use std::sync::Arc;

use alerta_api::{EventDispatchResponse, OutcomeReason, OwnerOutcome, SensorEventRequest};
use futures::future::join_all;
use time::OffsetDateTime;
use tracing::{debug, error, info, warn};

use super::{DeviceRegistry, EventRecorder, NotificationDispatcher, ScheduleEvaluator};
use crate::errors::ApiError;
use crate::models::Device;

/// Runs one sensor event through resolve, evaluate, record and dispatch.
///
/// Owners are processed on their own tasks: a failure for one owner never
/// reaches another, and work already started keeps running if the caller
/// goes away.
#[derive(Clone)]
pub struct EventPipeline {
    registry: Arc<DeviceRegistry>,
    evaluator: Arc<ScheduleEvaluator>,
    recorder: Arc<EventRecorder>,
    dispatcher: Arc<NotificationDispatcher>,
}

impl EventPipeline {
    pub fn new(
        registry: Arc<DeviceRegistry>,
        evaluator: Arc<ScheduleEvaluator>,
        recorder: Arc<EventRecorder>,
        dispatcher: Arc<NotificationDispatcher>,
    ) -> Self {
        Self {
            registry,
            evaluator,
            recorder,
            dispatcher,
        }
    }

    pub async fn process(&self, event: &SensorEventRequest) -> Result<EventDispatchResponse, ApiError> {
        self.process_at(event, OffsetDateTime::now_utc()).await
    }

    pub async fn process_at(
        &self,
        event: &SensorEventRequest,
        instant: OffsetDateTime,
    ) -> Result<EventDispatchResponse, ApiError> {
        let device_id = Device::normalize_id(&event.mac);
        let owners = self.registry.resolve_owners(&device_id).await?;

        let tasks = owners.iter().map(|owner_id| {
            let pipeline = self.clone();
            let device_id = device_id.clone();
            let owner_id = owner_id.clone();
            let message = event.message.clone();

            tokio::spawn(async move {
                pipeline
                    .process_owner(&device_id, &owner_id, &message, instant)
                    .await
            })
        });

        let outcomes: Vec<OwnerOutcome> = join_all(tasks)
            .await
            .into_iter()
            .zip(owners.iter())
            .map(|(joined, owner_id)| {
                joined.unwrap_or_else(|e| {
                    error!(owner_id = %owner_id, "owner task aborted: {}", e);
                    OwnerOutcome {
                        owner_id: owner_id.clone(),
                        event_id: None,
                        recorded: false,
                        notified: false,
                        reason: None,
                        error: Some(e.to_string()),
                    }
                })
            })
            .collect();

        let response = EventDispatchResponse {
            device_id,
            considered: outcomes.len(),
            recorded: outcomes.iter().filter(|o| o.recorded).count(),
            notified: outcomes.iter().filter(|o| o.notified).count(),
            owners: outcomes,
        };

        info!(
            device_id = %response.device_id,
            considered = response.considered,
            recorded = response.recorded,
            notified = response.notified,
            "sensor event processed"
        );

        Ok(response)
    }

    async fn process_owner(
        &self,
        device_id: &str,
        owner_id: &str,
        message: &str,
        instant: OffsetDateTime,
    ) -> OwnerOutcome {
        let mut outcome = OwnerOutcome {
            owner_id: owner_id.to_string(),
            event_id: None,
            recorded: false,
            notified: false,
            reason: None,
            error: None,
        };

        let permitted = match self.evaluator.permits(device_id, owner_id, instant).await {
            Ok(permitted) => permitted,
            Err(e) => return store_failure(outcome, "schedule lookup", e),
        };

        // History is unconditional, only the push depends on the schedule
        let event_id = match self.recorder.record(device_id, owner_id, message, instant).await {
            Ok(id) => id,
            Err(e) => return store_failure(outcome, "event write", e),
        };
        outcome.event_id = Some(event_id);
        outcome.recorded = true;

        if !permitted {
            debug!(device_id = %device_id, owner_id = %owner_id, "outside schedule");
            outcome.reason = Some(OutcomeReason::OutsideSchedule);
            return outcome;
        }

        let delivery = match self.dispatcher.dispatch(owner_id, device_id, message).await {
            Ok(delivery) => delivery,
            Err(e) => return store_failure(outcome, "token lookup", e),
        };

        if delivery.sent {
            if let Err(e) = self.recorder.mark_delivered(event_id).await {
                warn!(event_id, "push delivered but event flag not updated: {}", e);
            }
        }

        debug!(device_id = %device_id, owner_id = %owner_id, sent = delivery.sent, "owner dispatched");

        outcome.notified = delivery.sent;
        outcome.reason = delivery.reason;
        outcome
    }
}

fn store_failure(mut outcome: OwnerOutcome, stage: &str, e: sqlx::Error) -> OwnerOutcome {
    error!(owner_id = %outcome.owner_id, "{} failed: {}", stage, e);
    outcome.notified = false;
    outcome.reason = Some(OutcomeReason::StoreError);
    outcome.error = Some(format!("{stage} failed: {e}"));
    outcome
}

WORK TASK: In the material above, find every line with the word "recorded" and show it.

ANSWER FOR THE TASK:
                        recorded: false,
            recorded: outcomes.iter().filter(|o| o.recorded).count(),
            recorded = response.recorded,
            recorded: false,
        outcome.recorded = true;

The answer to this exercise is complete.